Sausage, Red Pepper, and Spinach Cake
Torta di Salsiccia, Peperoni, e Spinaci

Ingredients:

Sixteen 1/4-inch thick baguette slices, cut on slight diagonal
1 tablespoon butter
12 ounces fresh baby spinach leaves
1 pound sweet sausage, casing removed
1 and 1/2 cups grated Fontina cheese, divided
3/4 cup diced drained roasted red peppers
6 large eggs
1 cup heavy whipping cream
1 cup whole milk
1 teaspoon coarse kosher salt
1/4 teaspoon ground black pepper

Directions:

Preheat oven to 350°F.

Butter 8 x 8 x 2-inch baking dish.

Place 8 baguette slices in bottom of dish; press 2 baguette slices onto each side.

Melt 1 tablespoon butter in large pot over medium-high heat.
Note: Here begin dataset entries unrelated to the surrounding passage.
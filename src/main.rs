use anyhow::Result;

fn main() -> Result<()> {
    fretwork::repl::start()
}
//! # Fretwork Core
//!
//! Voicing search engine for fretted string instruments: given a tuning, a
//! target chord, and playability constraints, enumerate every physically
//! valid way to sound the chord, rank the candidates, collapse equivalent
//! results, classify them by bass-note inversion, and compute the fret
//! window used to display each one.
//!
//! The whole pipeline is a pure function of its inputs; nothing persists
//! between calls and an empty result list is a normal, displayable outcome.
//!
//! ## Features
//!
//! - **serde**: derive `Serialize`/`Deserialize` on the public value types
//!
//! ## Example
//!
//! ```
//! use fretwork_core::types::{ChordFamily, ChordSpec, Note, Tuning};
//! use fretwork_core::search::{find_voicings, SearchOptions};
//!
//! let chord = ChordSpec::from_family("E".parse::<Note>()?, ChordFamily::Major);
//! let voicings = find_voicings(&chord, &Tuning::standard(), 9, &SearchOptions::default());
//! assert!(!voicings.is_empty());
//! # Ok::<(), anyhow::Error>(())
//! ```

pub mod search;
pub mod types;

// Re-export commonly used types
pub use search::{find_voicings, Diagram, Inversion, RankedVoicing, SearchOptions, Voicing};
pub use types::{ChordFamily, ChordSpec, Note, Scale, Tuning};
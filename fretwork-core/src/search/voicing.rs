use crate::search::inversion::Inversion;
use crate::types::chord::ChordSpec;
use crate::types::tuning::STRING_COUNT;
use std::collections::BTreeSet;
use std::fmt;

/// What one string does in a voicing: silent, or stopped at a fret
/// (`Played(0)` is the open string).
#[derive(Debug, Clone, Copy, PartialEq, Eq, Hash)]
#[cfg_attr(feature = "serde", derive(serde::Serialize, serde::Deserialize))]
pub enum Fret {
    Muted,
    Played(u8),
}

impl Fret {
    /// True when the string is not sounded
    pub fn is_muted(&self) -> bool {
        matches!(self, Fret::Muted)
    }

    /// True for an open (unfretted but sounding) string
    pub fn is_open(&self) -> bool {
        matches!(self, Fret::Played(0))
    }

    /// True when a finger is actually down on the string
    pub fn is_fretted(&self) -> bool {
        matches!(self, Fret::Played(f) if *f > 0)
    }

    /// The fret number, if the string sounds
    pub fn fret(&self) -> Option<u8> {
        match self {
            Fret::Muted => None,
            Fret::Played(f) => Some(*f),
        }
    }
}

impl fmt::Display for Fret {
    fn fmt(&self, f: &mut fmt::Formatter<'_>) -> fmt::Result {
        match self {
            Fret::Muted => write!(f, "x"),
            Fret::Played(fret) => write!(f, "{}", fret),
        }
    }
}

/// One concrete assignment of fret-or-mute to each string.
/// Index 0 is the lowest-pitched string.
#[derive(Debug, Clone, Copy, PartialEq, Eq, Hash)]
#[cfg_attr(feature = "serde", derive(serde::Serialize, serde::Deserialize))]
pub struct Voicing {
    frets: [Fret; STRING_COUNT],
}

impl Voicing {
    /// Wrap a complete fret assignment
    pub fn new(frets: [Fret; STRING_COUNT]) -> Self {
        Voicing { frets }
    }

    /// The per-string assignment
    pub fn frets(&self) -> &[Fret; STRING_COUNT] {
        &self.frets
    }

    /// Sounding strings as (string index, fret) pairs, low string first
    pub fn sounding(&self) -> impl Iterator<Item = (usize, u8)> + '_ {
        self.frets
            .iter()
            .enumerate()
            .filter_map(|(string, fret)| fret.fret().map(|f| (string, f)))
    }

    /// Fret numbers of the fretted (non-open) notes
    pub fn fretted(&self) -> impl Iterator<Item = u8> + '_ {
        self.frets.iter().filter_map(|fret| match fret {
            Fret::Played(f) if *f > 0 => Some(*f),
            _ => None,
        })
    }

    /// Index of the lowest-pitched sounding string
    pub fn lowest_sounding(&self) -> Option<usize> {
        self.sounding().next().map(|(string, _)| string)
    }

    /// Index of the highest-pitched sounding string
    pub fn highest_sounding(&self) -> Option<usize> {
        self.sounding().last().map(|(string, _)| string)
    }

    /// Number of sounding strings
    pub fn sounding_count(&self) -> usize {
        self.sounding().count()
    }

    /// Number of open strings
    pub fn open_count(&self) -> usize {
        self.frets.iter().filter(|f| f.is_open()).count()
    }

    /// Sum of the fretted fret numbers (selection tie-break)
    pub fn fretted_sum(&self) -> u32 {
        self.fretted().map(u32::from).sum()
    }

    /// Pitch classes sounded against the given open-string pitches,
    /// low string first, one entry per sounding string
    pub fn sounded_pitch_classes(&self, tuning_pitches: &[u8; STRING_COUNT]) -> Vec<u8> {
        self.sounding()
            .map(|(string, fret)| ((u16::from(tuning_pitches[string]) + u16::from(fret)) % 12) as u8)
            .collect()
    }
}

impl fmt::Display for Voicing {
    fn fmt(&self, f: &mut fmt::Formatter<'_>) -> fmt::Result {
        let cells: Vec<String> = self.frets.iter().map(|fret| fret.to_string()).collect();
        write!(f, "{}", cells.join(" "))
    }
}

/// A voicing plus the derived scalar facts the selector ranks on
#[derive(Debug, Clone, PartialEq, Eq)]
#[cfg_attr(feature = "serde", derive(serde::Serialize, serde::Deserialize))]
pub struct RankedVoicing {
    pub voicing: Voicing,
    /// Hand position the search window was anchored at when this was found
    pub base_fret: u8,
    /// Lowest fretted fret number, 0 when nothing is fretted
    pub min_fret: u8,
    /// Highest fretted fret number, 0 when nothing is fretted
    pub max_fret: u8,
    /// Frets spanned by the fretted notes, inclusive; 0 when nothing is fretted
    pub span: u8,
    /// Number of sounding strings
    pub sounding: u8,
    /// Number of open strings
    pub open_strings: u8,
    /// Muted strings strictly between the lowest and highest sounding string
    pub inner_muted: u8,
    /// Sorted unique sounded pitch classes
    pub pitch_classes: BTreeSet<u8>,
    /// Pitch class of the lowest sounding string
    pub bass: u8,
    /// Which chord tone sits in the bass
    pub inversion: Inversion,
}

impl RankedVoicing {
    /// Compute all derived facts for a voicing with at least one sounding
    /// string.
    pub fn derive(
        voicing: Voicing,
        base_fret: u8,
        tuning_pitches: &[u8; STRING_COUNT],
        chord: &ChordSpec,
    ) -> Self {
        debug_assert!(voicing.sounding_count() > 0);

        let fretted: Vec<u8> = voicing.fretted().collect();
        let (min_fret, max_fret, span) = match (fretted.iter().min(), fretted.iter().max()) {
            (Some(&min), Some(&max)) => (min, max, max - min + 1),
            _ => (0, 0, 0),
        };

        let lowest = voicing.lowest_sounding().unwrap_or(0);
        let highest = voicing.highest_sounding().unwrap_or(0);
        let inner_muted = voicing.frets()[lowest..=highest]
            .iter()
            .filter(|f| f.is_muted())
            .count() as u8;

        let sounded = voicing.sounded_pitch_classes(tuning_pitches);
        let bass = sounded.first().copied().unwrap_or(0);
        let pitch_classes: BTreeSet<u8> = sounded.into_iter().collect();

        RankedVoicing {
            voicing,
            base_fret,
            min_fret,
            max_fret,
            span,
            sounding: voicing.sounding_count() as u8,
            open_strings: voicing.open_count() as u8,
            inner_muted,
            pitch_classes,
            bass,
            inversion: Inversion::classify(chord, bass),
        }
    }

    /// Equivalence key for selection: same bass and same harmonic content
    pub fn group_key(&self) -> (u8, Vec<u8>) {
        (self.bass, self.pitch_classes.iter().copied().collect())
    }
}
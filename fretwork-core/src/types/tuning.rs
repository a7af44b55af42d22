use crate::types::note::Note;
use std::fmt;

/// Number of strings on the modeled instrument
pub const STRING_COUNT: usize = 6;

/// Per-string detune offsets are clamped to this range (in semitones)
pub const OFFSET_MIN: i8 = -8;
/// See [`OFFSET_MIN`]
pub const OFFSET_MAX: i8 = 8;

/// Open pitch classes of standard tuning, low string first: E A D G B E
pub const STANDARD_OPEN_PITCHES: [u8; STRING_COUNT] = [4, 9, 2, 7, 11, 4];

/// Conventional string labels, low string first (guitarists count from the top)
pub const STRING_NAMES: [&str; STRING_COUNT] = [
    "6 (Low E)",
    "5 (A)",
    "4 (D)",
    "3 (G)",
    "2 (B)",
    "1 (High E)",
];

/// Named detune presets relative to standard tuning
pub const TUNING_PRESETS: [(&str, [i8; STRING_COUNT]); 5] = [
    ("E Standard", [0, 0, 0, 0, 0, 0]),
    ("Drop D", [-2, 0, 0, 0, 0, 0]),
    ("D Standard", [-2, -2, -2, -2, -2, -2]),
    ("Open G", [-2, -2, 0, 0, 0, -2]),
    ("Half Step Down", [-1, -1, -1, -1, -1, -1]),
];

/// An instrument tuning: base open pitches, per-string semitone offsets,
/// and per-string enable flags. Index 0 is the lowest-pitched string.
///
/// Offsets are clamped to [`OFFSET_MIN`]..=[`OFFSET_MAX`] at every mutation,
/// so the search never observes an out-of-range tuning.
#[derive(Debug, Clone, PartialEq, Eq)]
#[cfg_attr(feature = "serde", derive(serde::Serialize, serde::Deserialize))]
pub struct Tuning {
    base: [u8; STRING_COUNT],
    offsets: [i8; STRING_COUNT],
    active: [bool; STRING_COUNT],
}

impl Tuning {
    /// Standard six-string tuning, all strings active
    pub fn standard() -> Self {
        Tuning {
            base: STANDARD_OPEN_PITCHES,
            offsets: [0; STRING_COUNT],
            active: [true; STRING_COUNT],
        }
    }

    /// Standard tuning with the given detune offsets (clamped)
    pub fn with_offsets(offsets: [i8; STRING_COUNT]) -> Self {
        let mut tuning = Self::standard();
        tuning.set_offsets(offsets);
        tuning
    }

    /// Look up a named preset, case-insensitive
    pub fn preset(name: &str) -> Option<Self> {
        TUNING_PRESETS
            .iter()
            .find(|(preset_name, _)| preset_name.eq_ignore_ascii_case(name))
            .map(|(_, offsets)| Self::with_offsets(*offsets))
    }

    /// Clamp an offset into the allowed detune range
    pub fn clamp_offset(offset: i8) -> i8 {
        offset.clamp(OFFSET_MIN, OFFSET_MAX)
    }

    /// Set a single string's offset (clamped)
    pub fn set_offset(&mut self, string: usize, offset: i8) {
        self.offsets[string] = Self::clamp_offset(offset);
    }

    /// Replace all offsets at once (each clamped)
    pub fn set_offsets(&mut self, offsets: [i8; STRING_COUNT]) {
        for (slot, offset) in self.offsets.iter_mut().zip(offsets) {
            *slot = Self::clamp_offset(offset);
        }
    }

    /// Current offsets
    pub fn offsets(&self) -> [i8; STRING_COUNT] {
        self.offsets
    }

    /// Enable or disable a string
    pub fn set_active(&mut self, string: usize, active: bool) {
        self.active[string] = active;
    }

    /// Whether a string is enabled
    pub fn is_active(&self, string: usize) -> bool {
        self.active[string]
    }

    /// Per-string enable flags
    pub fn active(&self) -> [bool; STRING_COUNT] {
        self.active
    }

    /// Open pitch class of one string after detuning
    pub fn pitch(&self, string: usize) -> u8 {
        // +120 guards against negative offsets before the modulus
        ((self.base[string] as i16 + self.offsets[string] as i16 + 120) % 12) as u8
    }

    /// Open pitch classes of all strings after detuning
    pub fn pitches(&self) -> [u8; STRING_COUNT] {
        let mut pitches = [0u8; STRING_COUNT];
        for (string, slot) in pitches.iter_mut().enumerate() {
            *slot = self.pitch(string);
        }
        pitches
    }
}

impl Default for Tuning {
    fn default() -> Self {
        Self::standard()
    }
}

impl fmt::Display for Tuning {
    fn fmt(&self, f: &mut fmt::Formatter<'_>) -> fmt::Result {
        let names: Vec<String> = self
            .pitches()
            .iter()
            .map(|&pc| Note::from_semitones(pc as i32).to_string())
            .collect();
        write!(f, "{}", names.join(" - "))
    }
}
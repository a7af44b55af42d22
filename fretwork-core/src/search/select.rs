use crate::search::voicing::RankedVoicing;
use std::cmp::Ordering;
use std::collections::{BTreeMap, HashSet};

/// Hard cap on the selected list, to bound output size. Pagination is the
/// caller's concern.
pub const MAX_VOICINGS: usize = 240;

/// Collapse raw candidates into the final ordered list: group harmonically
/// equivalent voicings, keep one representative per group, rank, dedup by
/// exact fret pattern, and cap.
pub fn select(candidates: Vec<RankedVoicing>) -> Vec<RankedVoicing> {
    // BTreeMap keeps group iteration deterministic
    let mut groups: BTreeMap<(u8, Vec<u8>), RankedVoicing> = BTreeMap::new();

    for candidate in candidates {
        match groups.entry(candidate.group_key()) {
            std::collections::btree_map::Entry::Vacant(slot) => {
                slot.insert(candidate);
            }
            std::collections::btree_map::Entry::Occupied(mut slot) => {
                if better_representative(&candidate, slot.get()) {
                    slot.insert(candidate);
                }
            }
        }
    }

    let mut selected: Vec<RankedVoicing> = groups.into_values().collect();
    selected.sort_by(rank_order);

    // Safety net after grouping: identical fret patterns collapse to one
    let mut seen = HashSet::new();
    selected.retain(|ranked| seen.insert(*ranked.voicing.frets()));

    selected.truncate(MAX_VOICINGS);
    selected
}

/// Within a group: prefer more sounding strings, then a lower sum of fretted
/// fret numbers, then a lower maximum fret. Ties keep the earlier find.
fn better_representative(candidate: &RankedVoicing, current: &RankedVoicing) -> bool {
    candidate
        .sounding
        .cmp(&current.sounding)
        .then_with(|| {
            current
                .voicing
                .fretted_sum()
                .cmp(&candidate.voicing.fretted_sum())
        })
        .then_with(|| current.max_fret.cmp(&candidate.max_fret))
        == Ordering::Greater
}

/// Display order of the final list: low positions first, then compact,
/// full-sounding, gap-free shapes, then bass pitch, then open-string count.
fn rank_order(a: &RankedVoicing, b: &RankedVoicing) -> Ordering {
    a.min_fret
        .cmp(&b.min_fret)
        .then_with(|| a.max_fret.cmp(&b.max_fret))
        .then_with(|| a.span.cmp(&b.span))
        .then_with(|| b.sounding.cmp(&a.sounding))
        .then_with(|| a.inner_muted.cmp(&b.inner_muted))
        .then_with(|| a.bass.cmp(&b.bass))
        .then_with(|| b.open_strings.cmp(&a.open_strings))
}
//! Saved-tuning persistence.
//!
//! Tunings are stored as offset sets in a small plain-text file, one per
//! line: `name: o1 o2 o3 o4 o5 o6`. Offsets are clamped on both save and
//! load so a hand-edited file can never smuggle an out-of-range tuning
//! into a session.

use anyhow::{anyhow, Context, Result};
use fretwork_core::types::tuning::STRING_COUNT;
use fretwork_core::types::Tuning;
use std::fs;
use std::path::{Path, PathBuf};

/// Where saved tunings come from and go. The REPL only sees this trait,
/// so tests can substitute an in-memory store.
pub trait TuningStore {
    /// All saved tunings, in file order
    fn load_all(&self) -> Result<Vec<(String, [i8; STRING_COUNT])>>;

    /// Save or overwrite one named tuning
    fn save(&self, name: &str, offsets: [i8; STRING_COUNT]) -> Result<()>;
}

/// Text-file store in the user's home directory
#[derive(Debug, Clone)]
pub struct FileTuningStore {
    path: PathBuf,
}

impl FileTuningStore {
    pub fn new(path: impl Into<PathBuf>) -> Self {
        FileTuningStore { path: path.into() }
    }

    /// `$HOME/.fretwork_tunings`, or the working directory when HOME is unset
    pub fn default_path() -> PathBuf {
        std::env::var_os("HOME")
            .map(PathBuf::from)
            .unwrap_or_else(|| PathBuf::from("."))
            .join(".fretwork_tunings")
    }

    pub fn path(&self) -> &Path {
        &self.path
    }

    /// Look up one saved tuning by name, case-insensitive
    pub fn load(&self, name: &str) -> Result<Tuning> {
        self.load_all()?
            .into_iter()
            .find(|(saved, _)| saved.eq_ignore_ascii_case(name))
            .map(|(_, offsets)| Tuning::with_offsets(offsets))
            .ok_or_else(|| anyhow!("No saved tuning named '{}'", name))
    }

    fn write_all(&self, entries: &[(String, [i8; STRING_COUNT])]) -> Result<()> {
        let mut out = String::new();
        for (name, offsets) in entries {
            let fields: Vec<String> = offsets.iter().map(|o| o.to_string()).collect();
            out.push_str(&format!("{}: {}\n", name, fields.join(" ")));
        }
        fs::write(&self.path, out)
            .with_context(|| format!("Failed to write {}", self.path.display()))
    }
}

impl Default for FileTuningStore {
    fn default() -> Self {
        Self::new(Self::default_path())
    }
}

impl TuningStore for FileTuningStore {
    fn load_all(&self) -> Result<Vec<(String, [i8; STRING_COUNT])>> {
        if !self.path.exists() {
            return Ok(Vec::new());
        }
        let text = fs::read_to_string(&self.path)
            .with_context(|| format!("Failed to read {}", self.path.display()))?;

        let mut entries = Vec::new();
        for (line_no, line) in text.lines().enumerate() {
            let line = line.trim();
            if line.is_empty() {
                continue;
            }
            let (name, rest) = line
                .rsplit_once(':')
                .ok_or_else(|| anyhow!("Malformed tuning on line {}: {}", line_no + 1, line))?;

            let fields: Vec<&str> = rest.split_whitespace().collect();
            if fields.len() != STRING_COUNT {
                return Err(anyhow!(
                    "Expected {} offsets on line {}, got {}",
                    STRING_COUNT,
                    line_no + 1,
                    fields.len()
                ));
            }

            let mut offsets = [0i8; STRING_COUNT];
            for (slot, field) in offsets.iter_mut().zip(&fields) {
                let parsed: i8 = field
                    .parse()
                    .with_context(|| format!("Bad offset '{}' on line {}", field, line_no + 1))?;
                *slot = Tuning::clamp_offset(parsed);
            }
            entries.push((name.trim().to_string(), offsets));
        }
        Ok(entries)
    }

    fn save(&self, name: &str, offsets: [i8; STRING_COUNT]) -> Result<()> {
        let name = name.trim();
        if name.is_empty() {
            return Err(anyhow!("Tuning name must not be empty"));
        }
        if name.contains(':') {
            return Err(anyhow!("Tuning name must not contain ':'"));
        }

        let mut clamped = [0i8; STRING_COUNT];
        for (slot, &offset) in clamped.iter_mut().zip(&offsets) {
            *slot = Tuning::clamp_offset(offset);
        }

        let mut entries = self.load_all()?;
        match entries
            .iter_mut()
            .find(|(saved, _)| saved.eq_ignore_ascii_case(name))
        {
            Some(entry) => entry.1 = clamped,
            None => entries.push((name.to_string(), clamped)),
        }
        self.write_all(&entries)
    }
}

#[cfg(test)]
mod tests {
    use super::*;

    fn temp_store(tag: &str) -> FileTuningStore {
        let path = std::env::temp_dir().join(format!(
            "fretwork-store-{}-{}.txt",
            tag,
            std::process::id()
        ));
        let _ = fs::remove_file(&path);
        FileTuningStore::new(path)
    }

    #[test]
    fn test_missing_file_is_empty() {
        let store = temp_store("missing");
        assert!(store.load_all().unwrap().is_empty());
    }

    #[test]
    fn test_save_and_load_round_trip() {
        let store = temp_store("roundtrip");
        store.save("my drop d", [-2, 0, 0, 0, 0, 0]).unwrap();
        store.save("whole step", [-2, -2, -2, -2, -2, -2]).unwrap();

        let all = store.load_all().unwrap();
        assert_eq!(all.len(), 2);
        assert_eq!(all[0], ("my drop d".to_string(), [-2, 0, 0, 0, 0, 0]));

        let tuning = store.load("My Drop D").unwrap();
        assert_eq!(tuning.pitch(0), 2); // D

        let _ = fs::remove_file(store.path());
    }

    #[test]
    fn test_save_overwrites_by_name() {
        let store = temp_store("overwrite");
        store.save("slot", [1, 0, 0, 0, 0, 0]).unwrap();
        store.save("Slot", [2, 0, 0, 0, 0, 0]).unwrap();

        let all = store.load_all().unwrap();
        assert_eq!(all.len(), 1);
        assert_eq!(all[0].1[0], 2);

        let _ = fs::remove_file(store.path());
    }

    #[test]
    fn test_offsets_clamped_on_save_and_load() {
        let store = temp_store("clamp");
        store.save("wild", [100, -100, 0, 0, 0, 0]).unwrap();
        let all = store.load_all().unwrap();
        assert_eq!(all[0].1, [8, -8, 0, 0, 0, 0]);

        fs::write(store.path(), "edited: -20 20 0 0 0 0\n").unwrap();
        let all = store.load_all().unwrap();
        assert_eq!(all[0].1, [-8, 8, 0, 0, 0, 0]);

        let _ = fs::remove_file(store.path());
    }

    #[test]
    fn test_rejects_bad_names_and_lines() {
        let store = temp_store("bad");
        assert!(store.save("", [0; STRING_COUNT]).is_err());
        assert!(store.save("a:b", [0; STRING_COUNT]).is_err());

        fs::write(store.path(), "no offsets here\n").unwrap();
        assert!(store.load_all().is_err());

        fs::write(store.path(), "short: 1 2 3\n").unwrap();
        assert!(store.load_all().is_err());

        let _ = fs::remove_file(store.path());
    }

    #[test]
    fn test_missing_name_errors() {
        let store = temp_store("lookup");
        assert!(store.load("nothing").is_err());
    }
}
//! Interactive REPL for exploring chord voicings

use crate::commands::{chords, create_registry, CommandContext, CommandResult};
use anyhow::Result;
use colored::*;
use rustyline::error::ReadlineError;
use rustyline::{DefaultEditor, Result as RustylineResult};

/// Interactive voicing explorer
pub struct Repl {
    editor: DefaultEditor,
    ctx: CommandContext,
}

impl Repl {
    /// Create a new REPL instance with the default tuning store
    pub fn new() -> RustylineResult<Self> {
        Ok(Repl {
            editor: DefaultEditor::new()?,
            ctx: CommandContext::new(),
        })
    }

    /// Start the REPL loop
    pub fn run(&mut self) -> Result<()> {
        println!(
            "{} {}",
            "🎸".bright_yellow(),
            "Fretwork Chord Explorer".bright_cyan().bold()
        );
        println!("Tuning: {}", self.ctx.session.tuning.to_string().bold());
        println!(
            "Type a chord symbol like {} or {}, or commands like {}, {}, {}",
            "Am7".cyan(),
            "C#maj7".cyan(),
            "chord m".cyan(),
            "frets 12".cyan(),
            "tuning preset drop d".cyan()
        );
        println!(
            "Type '{}' for more information, '{}' or {} to exit.\n",
            "help".bright_green(),
            "quit".bright_red(),
            "Ctrl+C".bright_red()
        );

        let registry = create_registry();

        loop {
            let prompt = format!("{} ", "fretwork>".bright_magenta().bold());
            match self.editor.readline(&prompt) {
                Ok(line) => {
                    let line = line.trim();
                    if line.is_empty() {
                        continue;
                    }
                    self.editor.add_history_entry(line.to_owned())?;

                    // Try to execute as a command
                    match registry.execute(line, &mut self.ctx) {
                        CommandResult::Success => {
                            // Command executed, no output needed
                        }
                        CommandResult::Message(msg) => {
                            println!("{}", msg);
                        }
                        CommandResult::Exit => {
                            println!("{} 🎸", "Goodbye!".bright_cyan());
                            break;
                        }
                        CommandResult::Error(e) => {
                            println!("{} {}", "Error:".bright_red().bold(), e.red());
                        }
                        CommandResult::NotACommand => {
                            // Fall back to reading the input as a chord symbol
                            match chords::parse_chord_symbol(line) {
                                Some((root, family)) => {
                                    self.ctx.session.root = root;
                                    self.ctx.session.family = family;
                                    match chords::cmd_voicings("", &mut self.ctx) {
                                        CommandResult::Message(msg) => println!("{}", msg),
                                        CommandResult::Error(e) => {
                                            println!("{} {}", "Error:".bright_red().bold(), e.red())
                                        }
                                        _ => {}
                                    }
                                }
                                None => {
                                    println!(
                                        "{} {} (type '{}' for commands)",
                                        "Unknown input:".bright_red().bold(),
                                        line.red(),
                                        "help".bright_green()
                                    );
                                }
                            }
                        }
                    }
                }
                Err(ReadlineError::Interrupted) => {
                    println!("{} 🎸", "Goodbye!".bright_cyan());
                    break;
                }
                Err(ReadlineError::Eof) => {
                    break;
                }
                Err(err) => {
                    println!("{} {:?}", "Error:".bright_red().bold(), err);
                    break;
                }
            }
        }

        Ok(())
    }
}

/// Create and run a REPL
pub fn start() -> Result<()> {
    let mut repl = Repl::new()?;
    repl.run()
}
Add spinach; toss until just wilted, about 3 minutes.

Transfer spinach to strainer; cool.

Squeeze spinach dry.

Transfer to medium bowl.

Heat same pot over medium-high heat.

Add sausage.

Saute until cooked through, breaking up, about 7 minutes.

Mix into spinach; mix in 1 cup cheese and peppers.

Spread atop baguette slices in bottom of dish.

Whisk eggs in medium bowl to blend.

Whisk in last four ingredients.

Pour over spinach mixture and stir lightly with fork to distribute evenly.

Sprinkle remaining 1/2 cup cheese over.

Bake torta until puffed and golden and center is set, about 55 minutes.

Remove from oven and let rest 15 minutes before serving. Serves 6 to 8.

That's it!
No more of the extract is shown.